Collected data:
__________________________________________________
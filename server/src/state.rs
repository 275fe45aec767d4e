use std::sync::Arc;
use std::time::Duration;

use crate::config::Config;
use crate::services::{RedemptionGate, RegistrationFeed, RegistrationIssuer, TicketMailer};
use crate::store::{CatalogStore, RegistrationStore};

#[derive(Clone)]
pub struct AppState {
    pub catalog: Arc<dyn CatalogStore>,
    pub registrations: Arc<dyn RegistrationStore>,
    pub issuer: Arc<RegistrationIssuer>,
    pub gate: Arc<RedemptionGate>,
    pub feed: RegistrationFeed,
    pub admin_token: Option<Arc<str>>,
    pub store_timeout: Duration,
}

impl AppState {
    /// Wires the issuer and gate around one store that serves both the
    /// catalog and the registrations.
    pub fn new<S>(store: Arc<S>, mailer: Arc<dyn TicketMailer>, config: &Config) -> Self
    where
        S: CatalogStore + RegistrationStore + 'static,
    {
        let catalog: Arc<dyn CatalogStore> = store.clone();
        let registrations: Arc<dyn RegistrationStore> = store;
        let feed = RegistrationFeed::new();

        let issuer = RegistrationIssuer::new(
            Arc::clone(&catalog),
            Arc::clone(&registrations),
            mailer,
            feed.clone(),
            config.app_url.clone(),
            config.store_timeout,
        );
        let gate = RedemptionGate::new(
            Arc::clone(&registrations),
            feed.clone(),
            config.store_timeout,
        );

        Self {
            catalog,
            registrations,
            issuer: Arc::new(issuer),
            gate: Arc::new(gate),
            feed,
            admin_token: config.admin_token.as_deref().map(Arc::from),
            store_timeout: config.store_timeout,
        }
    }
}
__________________________________________________
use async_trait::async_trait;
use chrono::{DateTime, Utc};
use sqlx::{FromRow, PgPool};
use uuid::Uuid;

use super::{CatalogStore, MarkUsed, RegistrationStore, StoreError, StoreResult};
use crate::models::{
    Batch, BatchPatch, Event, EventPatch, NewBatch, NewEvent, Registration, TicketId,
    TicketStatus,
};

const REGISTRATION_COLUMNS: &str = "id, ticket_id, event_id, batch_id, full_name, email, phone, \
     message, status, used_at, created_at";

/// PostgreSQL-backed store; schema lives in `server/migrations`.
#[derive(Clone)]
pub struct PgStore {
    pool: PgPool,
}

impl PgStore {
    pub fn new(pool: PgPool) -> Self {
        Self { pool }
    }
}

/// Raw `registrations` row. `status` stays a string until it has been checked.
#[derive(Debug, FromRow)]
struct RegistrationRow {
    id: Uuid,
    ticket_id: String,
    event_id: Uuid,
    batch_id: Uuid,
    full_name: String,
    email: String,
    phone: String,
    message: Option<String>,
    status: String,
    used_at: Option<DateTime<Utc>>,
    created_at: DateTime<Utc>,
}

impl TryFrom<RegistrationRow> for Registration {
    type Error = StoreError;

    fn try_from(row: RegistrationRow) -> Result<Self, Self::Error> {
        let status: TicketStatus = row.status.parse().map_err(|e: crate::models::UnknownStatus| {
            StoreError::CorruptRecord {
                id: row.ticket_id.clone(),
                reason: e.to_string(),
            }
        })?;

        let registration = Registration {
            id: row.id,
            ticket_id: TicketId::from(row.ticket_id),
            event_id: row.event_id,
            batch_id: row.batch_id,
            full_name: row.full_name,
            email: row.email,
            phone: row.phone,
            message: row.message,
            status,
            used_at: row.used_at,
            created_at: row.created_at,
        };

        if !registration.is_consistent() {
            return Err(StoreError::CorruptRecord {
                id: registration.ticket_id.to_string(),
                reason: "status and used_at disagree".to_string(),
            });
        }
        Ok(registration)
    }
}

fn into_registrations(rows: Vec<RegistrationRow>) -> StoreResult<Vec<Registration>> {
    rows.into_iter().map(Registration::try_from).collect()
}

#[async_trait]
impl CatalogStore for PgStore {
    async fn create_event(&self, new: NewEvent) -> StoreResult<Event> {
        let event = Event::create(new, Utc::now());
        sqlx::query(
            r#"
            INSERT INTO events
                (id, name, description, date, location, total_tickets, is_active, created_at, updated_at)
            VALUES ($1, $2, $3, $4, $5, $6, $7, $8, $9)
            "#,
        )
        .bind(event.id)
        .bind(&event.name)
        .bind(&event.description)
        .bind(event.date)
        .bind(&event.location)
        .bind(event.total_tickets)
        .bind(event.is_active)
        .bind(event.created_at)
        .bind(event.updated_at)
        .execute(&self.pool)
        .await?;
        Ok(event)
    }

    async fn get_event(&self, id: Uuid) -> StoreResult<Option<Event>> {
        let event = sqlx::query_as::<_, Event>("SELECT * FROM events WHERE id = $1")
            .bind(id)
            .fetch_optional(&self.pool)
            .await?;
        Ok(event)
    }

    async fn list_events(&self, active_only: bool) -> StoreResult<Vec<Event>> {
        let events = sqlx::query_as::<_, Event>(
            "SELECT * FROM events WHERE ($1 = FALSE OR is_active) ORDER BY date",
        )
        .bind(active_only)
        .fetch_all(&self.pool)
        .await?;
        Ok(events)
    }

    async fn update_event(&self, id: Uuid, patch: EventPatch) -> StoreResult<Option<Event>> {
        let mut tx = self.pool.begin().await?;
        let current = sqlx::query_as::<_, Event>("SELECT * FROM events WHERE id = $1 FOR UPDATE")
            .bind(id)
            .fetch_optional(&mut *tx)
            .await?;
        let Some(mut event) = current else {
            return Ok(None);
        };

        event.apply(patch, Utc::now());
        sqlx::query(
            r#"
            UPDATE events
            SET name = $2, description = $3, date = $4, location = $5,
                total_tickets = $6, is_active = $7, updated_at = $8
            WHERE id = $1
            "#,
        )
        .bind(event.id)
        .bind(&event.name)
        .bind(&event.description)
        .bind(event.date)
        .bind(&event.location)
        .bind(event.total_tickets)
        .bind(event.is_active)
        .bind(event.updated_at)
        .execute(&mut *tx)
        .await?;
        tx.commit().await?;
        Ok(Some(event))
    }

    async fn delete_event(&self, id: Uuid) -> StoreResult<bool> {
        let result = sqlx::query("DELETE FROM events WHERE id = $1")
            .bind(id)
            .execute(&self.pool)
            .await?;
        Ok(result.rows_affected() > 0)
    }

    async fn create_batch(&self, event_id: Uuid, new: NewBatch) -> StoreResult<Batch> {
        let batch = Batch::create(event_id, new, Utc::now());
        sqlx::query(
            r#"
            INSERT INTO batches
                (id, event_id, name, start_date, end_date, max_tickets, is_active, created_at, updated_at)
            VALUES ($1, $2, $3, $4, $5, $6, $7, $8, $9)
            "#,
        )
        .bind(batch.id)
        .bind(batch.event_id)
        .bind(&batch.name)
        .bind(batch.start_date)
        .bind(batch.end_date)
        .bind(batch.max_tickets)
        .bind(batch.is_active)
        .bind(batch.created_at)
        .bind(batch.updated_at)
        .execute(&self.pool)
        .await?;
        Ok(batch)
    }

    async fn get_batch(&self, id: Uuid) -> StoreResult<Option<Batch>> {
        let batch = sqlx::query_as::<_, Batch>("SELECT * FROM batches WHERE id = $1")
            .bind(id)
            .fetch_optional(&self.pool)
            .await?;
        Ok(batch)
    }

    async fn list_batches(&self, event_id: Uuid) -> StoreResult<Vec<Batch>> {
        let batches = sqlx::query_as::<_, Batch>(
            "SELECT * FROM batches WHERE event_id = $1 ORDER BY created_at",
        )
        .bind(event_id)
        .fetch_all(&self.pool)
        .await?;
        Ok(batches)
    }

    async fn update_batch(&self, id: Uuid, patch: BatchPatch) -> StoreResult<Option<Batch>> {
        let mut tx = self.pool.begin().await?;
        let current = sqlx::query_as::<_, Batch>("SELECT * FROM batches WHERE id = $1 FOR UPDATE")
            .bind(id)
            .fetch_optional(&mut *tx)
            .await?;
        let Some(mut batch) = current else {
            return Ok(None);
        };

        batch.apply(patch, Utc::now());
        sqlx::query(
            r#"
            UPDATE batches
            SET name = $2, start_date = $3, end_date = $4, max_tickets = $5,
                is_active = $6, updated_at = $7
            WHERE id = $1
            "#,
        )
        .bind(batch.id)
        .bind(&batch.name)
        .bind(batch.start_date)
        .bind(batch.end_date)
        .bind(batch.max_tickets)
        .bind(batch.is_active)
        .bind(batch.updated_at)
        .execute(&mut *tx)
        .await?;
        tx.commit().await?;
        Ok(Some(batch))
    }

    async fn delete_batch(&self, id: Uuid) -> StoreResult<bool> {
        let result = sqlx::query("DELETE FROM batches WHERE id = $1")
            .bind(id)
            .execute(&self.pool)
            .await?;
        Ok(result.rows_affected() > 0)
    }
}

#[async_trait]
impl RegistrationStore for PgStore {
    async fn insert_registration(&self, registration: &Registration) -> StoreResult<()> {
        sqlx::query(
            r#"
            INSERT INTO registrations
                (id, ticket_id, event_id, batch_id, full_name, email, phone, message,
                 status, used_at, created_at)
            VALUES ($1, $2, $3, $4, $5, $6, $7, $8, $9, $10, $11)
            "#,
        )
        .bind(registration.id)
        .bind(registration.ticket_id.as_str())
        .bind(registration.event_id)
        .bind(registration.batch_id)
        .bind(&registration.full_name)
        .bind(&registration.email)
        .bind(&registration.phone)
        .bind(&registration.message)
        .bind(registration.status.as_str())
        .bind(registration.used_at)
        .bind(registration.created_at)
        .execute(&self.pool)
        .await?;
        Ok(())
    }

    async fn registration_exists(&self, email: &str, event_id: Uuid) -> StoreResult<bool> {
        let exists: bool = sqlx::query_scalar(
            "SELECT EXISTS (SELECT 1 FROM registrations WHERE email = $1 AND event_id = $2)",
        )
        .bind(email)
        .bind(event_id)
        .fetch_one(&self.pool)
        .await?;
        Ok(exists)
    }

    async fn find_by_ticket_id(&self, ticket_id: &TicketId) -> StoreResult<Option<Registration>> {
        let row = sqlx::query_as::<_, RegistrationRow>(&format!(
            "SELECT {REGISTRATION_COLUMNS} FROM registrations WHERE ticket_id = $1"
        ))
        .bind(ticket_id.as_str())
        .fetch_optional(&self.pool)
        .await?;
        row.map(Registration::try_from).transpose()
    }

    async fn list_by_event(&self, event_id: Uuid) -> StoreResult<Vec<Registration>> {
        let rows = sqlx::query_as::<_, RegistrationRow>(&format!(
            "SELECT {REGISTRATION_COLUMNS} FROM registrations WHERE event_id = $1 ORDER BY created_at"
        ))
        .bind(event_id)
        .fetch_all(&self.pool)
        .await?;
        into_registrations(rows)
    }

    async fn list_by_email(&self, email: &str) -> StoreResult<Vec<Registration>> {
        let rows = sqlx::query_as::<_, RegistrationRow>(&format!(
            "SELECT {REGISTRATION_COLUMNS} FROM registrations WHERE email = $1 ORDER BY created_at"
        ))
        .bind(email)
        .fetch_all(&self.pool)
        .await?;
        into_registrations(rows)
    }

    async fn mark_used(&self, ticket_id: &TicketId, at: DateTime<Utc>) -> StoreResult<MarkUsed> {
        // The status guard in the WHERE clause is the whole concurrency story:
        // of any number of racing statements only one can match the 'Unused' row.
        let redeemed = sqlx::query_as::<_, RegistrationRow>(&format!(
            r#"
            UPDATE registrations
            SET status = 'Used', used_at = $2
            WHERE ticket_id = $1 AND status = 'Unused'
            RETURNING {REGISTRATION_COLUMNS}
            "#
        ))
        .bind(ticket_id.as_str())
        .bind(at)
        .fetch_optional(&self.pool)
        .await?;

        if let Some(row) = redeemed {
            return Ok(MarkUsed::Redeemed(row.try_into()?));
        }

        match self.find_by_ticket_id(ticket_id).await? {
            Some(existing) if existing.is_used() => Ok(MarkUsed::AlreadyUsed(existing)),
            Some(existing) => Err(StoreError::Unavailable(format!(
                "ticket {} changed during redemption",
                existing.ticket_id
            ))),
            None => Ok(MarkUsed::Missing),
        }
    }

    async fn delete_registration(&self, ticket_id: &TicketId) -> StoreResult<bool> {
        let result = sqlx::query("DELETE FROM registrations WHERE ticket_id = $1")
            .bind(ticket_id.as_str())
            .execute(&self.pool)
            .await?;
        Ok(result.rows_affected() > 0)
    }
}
__________________________________________________
TASK TO CARRY OUT.
Whenever a line of the records holds the string "phone", pick it out and copy it.

RESULT FOR THIS EXERCISE.
const REGISTRATION_COLUMNS: &str = "id, ticket_id, event_id, batch_id, full_name, email, phone, \
    phone: String,
            phone: row.phone,
                (id, ticket_id, event_id, batch_id, full_name, email, phone, message,
        .bind(&registration.phone)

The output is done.